▸ **INSTRUCTIONS FOR THE TASK**
Return a copy of every line in the records that includes the word "LoggingConfig".
[Opening SOURCE RECORDS section]
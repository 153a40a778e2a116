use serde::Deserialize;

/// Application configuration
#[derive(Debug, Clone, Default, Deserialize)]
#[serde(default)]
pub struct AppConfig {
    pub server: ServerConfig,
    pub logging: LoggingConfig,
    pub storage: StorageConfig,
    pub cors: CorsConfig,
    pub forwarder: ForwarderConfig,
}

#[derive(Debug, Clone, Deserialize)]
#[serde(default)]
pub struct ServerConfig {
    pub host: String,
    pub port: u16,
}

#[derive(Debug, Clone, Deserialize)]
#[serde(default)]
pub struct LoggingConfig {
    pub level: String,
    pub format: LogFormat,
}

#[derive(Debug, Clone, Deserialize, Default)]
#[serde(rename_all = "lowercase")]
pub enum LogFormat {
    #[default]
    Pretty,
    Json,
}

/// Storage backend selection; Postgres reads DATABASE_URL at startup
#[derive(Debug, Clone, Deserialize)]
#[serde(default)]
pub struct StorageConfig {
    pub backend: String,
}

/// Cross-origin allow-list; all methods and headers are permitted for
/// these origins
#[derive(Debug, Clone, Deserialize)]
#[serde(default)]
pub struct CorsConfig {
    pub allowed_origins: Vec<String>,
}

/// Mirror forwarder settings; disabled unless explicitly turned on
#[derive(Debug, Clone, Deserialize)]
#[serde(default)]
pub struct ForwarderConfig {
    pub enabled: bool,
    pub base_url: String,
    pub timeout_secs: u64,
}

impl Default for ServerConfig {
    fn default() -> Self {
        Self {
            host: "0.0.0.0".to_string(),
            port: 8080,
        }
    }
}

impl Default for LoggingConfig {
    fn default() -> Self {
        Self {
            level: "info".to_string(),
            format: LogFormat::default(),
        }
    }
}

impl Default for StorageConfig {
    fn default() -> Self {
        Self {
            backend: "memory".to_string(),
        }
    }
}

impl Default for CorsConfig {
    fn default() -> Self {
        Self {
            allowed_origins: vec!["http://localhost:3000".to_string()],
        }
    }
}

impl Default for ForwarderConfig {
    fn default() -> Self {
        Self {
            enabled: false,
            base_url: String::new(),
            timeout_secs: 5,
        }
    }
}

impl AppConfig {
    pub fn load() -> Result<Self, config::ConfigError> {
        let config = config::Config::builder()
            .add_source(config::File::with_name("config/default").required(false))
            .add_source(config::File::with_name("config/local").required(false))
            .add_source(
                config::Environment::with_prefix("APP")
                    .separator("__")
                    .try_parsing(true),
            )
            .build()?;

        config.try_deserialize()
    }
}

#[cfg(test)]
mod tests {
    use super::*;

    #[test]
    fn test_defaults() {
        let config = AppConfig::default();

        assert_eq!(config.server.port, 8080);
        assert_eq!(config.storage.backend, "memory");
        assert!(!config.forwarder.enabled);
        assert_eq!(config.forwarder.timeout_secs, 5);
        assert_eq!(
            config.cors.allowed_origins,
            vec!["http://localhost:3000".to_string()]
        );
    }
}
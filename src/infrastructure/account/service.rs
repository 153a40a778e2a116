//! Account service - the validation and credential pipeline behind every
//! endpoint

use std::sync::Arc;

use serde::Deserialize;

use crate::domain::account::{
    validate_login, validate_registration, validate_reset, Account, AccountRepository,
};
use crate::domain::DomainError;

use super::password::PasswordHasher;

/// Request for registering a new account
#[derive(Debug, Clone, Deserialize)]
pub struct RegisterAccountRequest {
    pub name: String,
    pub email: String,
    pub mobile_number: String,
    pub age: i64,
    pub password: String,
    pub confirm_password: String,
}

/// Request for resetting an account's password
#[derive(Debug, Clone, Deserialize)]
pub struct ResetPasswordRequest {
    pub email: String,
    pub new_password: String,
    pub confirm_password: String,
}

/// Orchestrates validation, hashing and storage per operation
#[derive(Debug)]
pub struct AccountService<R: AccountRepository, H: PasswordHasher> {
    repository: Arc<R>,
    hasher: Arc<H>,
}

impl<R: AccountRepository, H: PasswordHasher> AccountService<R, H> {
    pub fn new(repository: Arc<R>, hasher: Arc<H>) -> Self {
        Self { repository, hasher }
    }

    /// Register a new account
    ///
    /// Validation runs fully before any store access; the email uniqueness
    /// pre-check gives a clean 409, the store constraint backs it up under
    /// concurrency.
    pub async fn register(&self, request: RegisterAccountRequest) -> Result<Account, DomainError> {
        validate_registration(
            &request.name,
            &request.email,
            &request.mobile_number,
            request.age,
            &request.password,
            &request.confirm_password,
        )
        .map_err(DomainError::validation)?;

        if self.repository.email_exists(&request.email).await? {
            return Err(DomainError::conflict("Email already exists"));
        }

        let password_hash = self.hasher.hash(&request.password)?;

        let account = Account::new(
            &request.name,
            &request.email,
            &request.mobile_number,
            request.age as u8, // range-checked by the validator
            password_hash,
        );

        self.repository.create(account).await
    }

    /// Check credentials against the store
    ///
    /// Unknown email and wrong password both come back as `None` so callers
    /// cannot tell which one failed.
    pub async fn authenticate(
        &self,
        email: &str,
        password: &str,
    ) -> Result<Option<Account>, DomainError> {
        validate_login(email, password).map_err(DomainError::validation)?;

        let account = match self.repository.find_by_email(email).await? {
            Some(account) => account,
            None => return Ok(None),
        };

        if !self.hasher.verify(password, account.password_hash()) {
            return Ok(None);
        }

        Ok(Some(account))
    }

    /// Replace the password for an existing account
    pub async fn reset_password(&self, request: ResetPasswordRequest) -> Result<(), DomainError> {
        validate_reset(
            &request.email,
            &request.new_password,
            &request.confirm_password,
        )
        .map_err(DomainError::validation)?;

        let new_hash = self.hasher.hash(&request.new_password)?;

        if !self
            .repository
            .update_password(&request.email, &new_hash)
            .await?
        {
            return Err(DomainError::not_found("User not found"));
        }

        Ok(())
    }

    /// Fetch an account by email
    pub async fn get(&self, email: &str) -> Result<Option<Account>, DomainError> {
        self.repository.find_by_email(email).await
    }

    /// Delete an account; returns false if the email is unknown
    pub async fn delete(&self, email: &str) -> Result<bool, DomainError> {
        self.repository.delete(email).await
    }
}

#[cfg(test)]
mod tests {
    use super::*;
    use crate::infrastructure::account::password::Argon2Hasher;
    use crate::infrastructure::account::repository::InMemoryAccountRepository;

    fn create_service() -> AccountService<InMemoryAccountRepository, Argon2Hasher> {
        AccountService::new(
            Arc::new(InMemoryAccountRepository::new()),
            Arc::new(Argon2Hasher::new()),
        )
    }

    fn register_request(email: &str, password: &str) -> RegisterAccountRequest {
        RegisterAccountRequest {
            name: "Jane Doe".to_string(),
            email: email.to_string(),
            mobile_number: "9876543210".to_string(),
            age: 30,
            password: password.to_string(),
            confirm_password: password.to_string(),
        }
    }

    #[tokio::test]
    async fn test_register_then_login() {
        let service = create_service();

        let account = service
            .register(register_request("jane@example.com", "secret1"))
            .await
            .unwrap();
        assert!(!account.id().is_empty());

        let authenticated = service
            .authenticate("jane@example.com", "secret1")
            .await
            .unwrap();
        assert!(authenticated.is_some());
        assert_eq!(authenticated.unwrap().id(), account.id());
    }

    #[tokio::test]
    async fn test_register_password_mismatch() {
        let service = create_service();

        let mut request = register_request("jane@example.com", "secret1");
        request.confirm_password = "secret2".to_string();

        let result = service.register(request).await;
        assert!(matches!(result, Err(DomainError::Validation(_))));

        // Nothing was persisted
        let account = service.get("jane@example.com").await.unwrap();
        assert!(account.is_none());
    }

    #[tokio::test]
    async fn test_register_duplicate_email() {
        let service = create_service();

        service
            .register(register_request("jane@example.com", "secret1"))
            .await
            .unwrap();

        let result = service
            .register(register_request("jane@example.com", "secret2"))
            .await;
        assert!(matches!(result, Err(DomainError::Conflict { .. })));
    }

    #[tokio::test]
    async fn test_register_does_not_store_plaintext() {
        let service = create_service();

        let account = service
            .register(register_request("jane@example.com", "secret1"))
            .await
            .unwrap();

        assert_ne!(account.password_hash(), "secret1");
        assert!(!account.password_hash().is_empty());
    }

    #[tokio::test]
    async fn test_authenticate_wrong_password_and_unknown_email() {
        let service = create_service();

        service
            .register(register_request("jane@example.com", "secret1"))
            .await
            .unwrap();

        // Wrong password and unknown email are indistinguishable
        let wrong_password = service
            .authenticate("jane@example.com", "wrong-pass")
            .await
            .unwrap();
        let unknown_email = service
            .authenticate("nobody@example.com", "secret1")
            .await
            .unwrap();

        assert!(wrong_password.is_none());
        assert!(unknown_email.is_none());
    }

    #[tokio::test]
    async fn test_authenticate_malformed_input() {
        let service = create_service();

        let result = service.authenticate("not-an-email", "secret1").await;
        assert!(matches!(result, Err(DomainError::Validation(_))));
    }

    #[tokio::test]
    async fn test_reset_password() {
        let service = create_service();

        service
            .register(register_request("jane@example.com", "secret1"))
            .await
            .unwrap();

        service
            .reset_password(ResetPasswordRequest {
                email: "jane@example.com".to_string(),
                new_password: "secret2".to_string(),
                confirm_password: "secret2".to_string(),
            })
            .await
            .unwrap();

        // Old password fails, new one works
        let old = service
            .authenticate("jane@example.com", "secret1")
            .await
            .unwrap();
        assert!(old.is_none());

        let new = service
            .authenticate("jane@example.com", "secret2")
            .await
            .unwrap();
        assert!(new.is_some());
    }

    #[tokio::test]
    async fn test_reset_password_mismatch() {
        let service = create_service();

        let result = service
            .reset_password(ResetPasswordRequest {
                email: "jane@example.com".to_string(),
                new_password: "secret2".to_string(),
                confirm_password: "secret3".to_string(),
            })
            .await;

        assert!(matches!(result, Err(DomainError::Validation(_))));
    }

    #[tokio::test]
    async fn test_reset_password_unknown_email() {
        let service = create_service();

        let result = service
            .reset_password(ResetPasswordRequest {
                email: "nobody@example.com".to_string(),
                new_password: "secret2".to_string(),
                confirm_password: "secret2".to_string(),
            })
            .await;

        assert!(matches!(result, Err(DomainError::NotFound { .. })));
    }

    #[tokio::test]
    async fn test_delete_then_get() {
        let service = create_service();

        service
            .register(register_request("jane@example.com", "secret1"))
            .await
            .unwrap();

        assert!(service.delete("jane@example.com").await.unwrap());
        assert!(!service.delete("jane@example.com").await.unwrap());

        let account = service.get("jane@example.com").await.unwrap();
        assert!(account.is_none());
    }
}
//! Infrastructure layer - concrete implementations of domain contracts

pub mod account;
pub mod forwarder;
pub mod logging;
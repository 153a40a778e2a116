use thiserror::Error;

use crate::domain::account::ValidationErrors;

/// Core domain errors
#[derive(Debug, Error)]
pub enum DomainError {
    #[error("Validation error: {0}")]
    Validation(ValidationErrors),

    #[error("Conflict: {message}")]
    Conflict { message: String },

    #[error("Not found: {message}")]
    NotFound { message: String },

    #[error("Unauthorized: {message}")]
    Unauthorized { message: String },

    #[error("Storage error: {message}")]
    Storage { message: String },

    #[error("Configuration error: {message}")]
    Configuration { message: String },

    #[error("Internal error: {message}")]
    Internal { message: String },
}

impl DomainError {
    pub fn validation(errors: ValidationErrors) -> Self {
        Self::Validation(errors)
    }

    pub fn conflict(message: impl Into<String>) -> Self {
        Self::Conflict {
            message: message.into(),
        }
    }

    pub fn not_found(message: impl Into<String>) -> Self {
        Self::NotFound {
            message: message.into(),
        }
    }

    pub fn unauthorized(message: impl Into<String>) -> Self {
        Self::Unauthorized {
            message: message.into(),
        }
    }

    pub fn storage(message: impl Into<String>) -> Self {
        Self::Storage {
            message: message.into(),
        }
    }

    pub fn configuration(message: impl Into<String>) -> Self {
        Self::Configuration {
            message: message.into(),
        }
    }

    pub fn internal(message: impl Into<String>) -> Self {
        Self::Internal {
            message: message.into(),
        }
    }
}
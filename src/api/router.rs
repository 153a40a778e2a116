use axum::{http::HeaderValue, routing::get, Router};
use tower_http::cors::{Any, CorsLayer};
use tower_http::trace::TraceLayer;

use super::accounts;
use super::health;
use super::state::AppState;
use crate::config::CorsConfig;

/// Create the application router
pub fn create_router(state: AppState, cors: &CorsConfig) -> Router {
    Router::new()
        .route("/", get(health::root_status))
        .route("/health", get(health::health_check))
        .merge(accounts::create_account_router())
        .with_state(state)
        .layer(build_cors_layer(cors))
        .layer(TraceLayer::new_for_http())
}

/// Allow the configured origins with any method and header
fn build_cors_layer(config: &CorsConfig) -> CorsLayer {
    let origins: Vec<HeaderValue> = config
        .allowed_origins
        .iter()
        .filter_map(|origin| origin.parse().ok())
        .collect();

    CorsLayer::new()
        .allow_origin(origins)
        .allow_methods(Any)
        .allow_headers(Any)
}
[Closing SOURCE RECORDS section]
[Opening SOURCE RECORDS section]
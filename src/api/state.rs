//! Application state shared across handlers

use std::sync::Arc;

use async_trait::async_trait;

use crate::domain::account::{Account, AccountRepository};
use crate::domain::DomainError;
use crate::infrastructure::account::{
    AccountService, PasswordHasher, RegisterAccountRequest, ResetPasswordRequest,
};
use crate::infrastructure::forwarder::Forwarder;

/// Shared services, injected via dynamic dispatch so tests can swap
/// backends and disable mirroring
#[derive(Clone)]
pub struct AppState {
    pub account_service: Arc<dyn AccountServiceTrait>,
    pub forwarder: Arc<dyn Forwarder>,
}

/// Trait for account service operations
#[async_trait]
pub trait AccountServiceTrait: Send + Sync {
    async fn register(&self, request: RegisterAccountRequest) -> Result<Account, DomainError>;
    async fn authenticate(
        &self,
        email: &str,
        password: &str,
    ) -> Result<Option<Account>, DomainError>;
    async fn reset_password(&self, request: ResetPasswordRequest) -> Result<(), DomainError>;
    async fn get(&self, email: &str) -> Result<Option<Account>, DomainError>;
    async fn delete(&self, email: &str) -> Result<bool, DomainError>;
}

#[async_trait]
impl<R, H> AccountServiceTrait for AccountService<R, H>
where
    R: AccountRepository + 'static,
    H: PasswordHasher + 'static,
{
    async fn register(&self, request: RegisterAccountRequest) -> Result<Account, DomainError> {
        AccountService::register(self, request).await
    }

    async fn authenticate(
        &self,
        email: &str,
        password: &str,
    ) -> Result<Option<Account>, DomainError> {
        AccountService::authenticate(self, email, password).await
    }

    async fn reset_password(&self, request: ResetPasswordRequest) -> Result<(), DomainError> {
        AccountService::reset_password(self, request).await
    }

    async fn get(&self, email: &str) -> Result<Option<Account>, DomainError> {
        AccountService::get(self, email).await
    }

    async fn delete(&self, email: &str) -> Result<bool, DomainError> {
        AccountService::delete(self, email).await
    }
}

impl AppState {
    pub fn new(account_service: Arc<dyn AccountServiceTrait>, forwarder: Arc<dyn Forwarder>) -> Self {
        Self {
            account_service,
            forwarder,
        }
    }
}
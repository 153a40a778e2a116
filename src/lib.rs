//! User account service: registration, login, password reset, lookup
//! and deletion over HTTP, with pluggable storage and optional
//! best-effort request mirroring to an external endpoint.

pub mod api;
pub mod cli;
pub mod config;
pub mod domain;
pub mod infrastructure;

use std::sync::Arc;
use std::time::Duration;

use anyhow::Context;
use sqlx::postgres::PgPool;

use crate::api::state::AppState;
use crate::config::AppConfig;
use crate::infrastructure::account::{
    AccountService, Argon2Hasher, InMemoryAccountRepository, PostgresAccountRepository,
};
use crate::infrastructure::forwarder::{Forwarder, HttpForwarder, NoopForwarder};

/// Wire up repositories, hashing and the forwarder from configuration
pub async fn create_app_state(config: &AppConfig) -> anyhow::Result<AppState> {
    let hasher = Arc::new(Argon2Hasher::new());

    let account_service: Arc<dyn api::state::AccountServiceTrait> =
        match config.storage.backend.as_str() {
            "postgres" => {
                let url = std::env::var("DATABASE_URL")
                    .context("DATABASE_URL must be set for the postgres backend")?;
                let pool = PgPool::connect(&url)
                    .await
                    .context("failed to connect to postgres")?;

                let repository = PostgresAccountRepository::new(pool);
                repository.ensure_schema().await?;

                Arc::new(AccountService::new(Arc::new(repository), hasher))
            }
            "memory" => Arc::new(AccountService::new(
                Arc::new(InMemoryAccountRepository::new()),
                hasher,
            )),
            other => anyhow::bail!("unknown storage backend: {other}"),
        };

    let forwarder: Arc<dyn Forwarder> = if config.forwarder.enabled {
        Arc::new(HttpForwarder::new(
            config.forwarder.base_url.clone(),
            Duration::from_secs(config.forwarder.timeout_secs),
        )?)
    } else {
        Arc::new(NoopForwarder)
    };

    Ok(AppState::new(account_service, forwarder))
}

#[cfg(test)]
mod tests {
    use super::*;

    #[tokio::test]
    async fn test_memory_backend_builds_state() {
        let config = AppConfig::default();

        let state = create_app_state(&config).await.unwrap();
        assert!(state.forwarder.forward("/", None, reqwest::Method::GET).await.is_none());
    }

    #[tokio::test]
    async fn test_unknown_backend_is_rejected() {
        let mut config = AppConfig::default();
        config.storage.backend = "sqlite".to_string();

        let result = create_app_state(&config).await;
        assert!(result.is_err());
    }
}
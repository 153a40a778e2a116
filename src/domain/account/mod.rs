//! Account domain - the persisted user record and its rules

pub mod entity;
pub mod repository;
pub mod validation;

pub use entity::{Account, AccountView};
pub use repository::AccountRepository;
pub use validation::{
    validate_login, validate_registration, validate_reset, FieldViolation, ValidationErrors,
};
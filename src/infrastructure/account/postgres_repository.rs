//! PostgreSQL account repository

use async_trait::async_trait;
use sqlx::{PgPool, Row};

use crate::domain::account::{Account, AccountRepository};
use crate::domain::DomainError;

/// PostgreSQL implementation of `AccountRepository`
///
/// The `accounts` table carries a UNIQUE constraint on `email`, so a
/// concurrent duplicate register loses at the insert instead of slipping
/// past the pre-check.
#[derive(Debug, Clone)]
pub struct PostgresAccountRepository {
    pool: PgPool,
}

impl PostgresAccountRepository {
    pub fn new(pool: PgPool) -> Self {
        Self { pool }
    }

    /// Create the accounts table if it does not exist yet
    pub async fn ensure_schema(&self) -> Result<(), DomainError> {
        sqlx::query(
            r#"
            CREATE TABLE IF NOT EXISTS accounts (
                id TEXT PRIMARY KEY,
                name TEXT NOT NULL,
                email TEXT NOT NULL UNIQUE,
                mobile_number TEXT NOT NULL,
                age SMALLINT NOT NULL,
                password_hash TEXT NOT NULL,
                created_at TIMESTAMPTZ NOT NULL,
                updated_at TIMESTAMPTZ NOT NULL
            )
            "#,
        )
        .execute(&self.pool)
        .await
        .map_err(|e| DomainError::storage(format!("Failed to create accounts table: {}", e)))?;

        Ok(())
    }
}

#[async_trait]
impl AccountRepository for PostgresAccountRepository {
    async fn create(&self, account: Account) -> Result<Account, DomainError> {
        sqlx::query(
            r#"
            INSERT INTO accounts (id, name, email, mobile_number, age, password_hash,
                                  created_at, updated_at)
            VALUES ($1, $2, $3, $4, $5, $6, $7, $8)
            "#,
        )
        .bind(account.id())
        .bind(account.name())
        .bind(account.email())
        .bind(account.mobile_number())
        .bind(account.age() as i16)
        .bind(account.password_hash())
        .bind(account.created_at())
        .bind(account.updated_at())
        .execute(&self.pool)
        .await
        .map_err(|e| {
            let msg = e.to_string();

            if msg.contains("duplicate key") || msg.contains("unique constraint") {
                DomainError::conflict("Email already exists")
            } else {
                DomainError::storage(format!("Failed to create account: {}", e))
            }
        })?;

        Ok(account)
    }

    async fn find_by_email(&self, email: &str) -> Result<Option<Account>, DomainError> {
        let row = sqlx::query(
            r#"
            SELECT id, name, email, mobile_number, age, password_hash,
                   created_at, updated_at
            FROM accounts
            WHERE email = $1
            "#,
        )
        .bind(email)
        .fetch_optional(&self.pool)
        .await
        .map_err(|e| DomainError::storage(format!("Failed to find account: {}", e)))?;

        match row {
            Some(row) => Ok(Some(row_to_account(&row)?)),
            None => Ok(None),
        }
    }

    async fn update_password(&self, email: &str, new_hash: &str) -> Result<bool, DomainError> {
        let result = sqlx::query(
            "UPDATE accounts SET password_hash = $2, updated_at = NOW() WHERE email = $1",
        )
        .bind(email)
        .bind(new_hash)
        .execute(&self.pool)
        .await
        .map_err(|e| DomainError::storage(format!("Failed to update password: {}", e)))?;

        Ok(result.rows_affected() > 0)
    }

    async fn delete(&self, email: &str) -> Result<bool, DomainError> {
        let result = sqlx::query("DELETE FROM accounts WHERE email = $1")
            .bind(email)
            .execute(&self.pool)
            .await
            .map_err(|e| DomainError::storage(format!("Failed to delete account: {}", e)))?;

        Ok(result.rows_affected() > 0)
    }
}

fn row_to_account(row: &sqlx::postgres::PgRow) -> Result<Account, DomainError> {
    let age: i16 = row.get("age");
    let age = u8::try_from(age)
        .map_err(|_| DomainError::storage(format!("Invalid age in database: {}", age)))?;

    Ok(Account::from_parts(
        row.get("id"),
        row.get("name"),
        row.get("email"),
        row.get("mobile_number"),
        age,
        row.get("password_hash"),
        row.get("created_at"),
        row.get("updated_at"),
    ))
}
[Closing SOURCE RECORDS section]
▸ **TASK RESPONSE**
    pub logging: LoggingConfig,
pub struct LoggingConfig {
impl Default for LoggingConfig {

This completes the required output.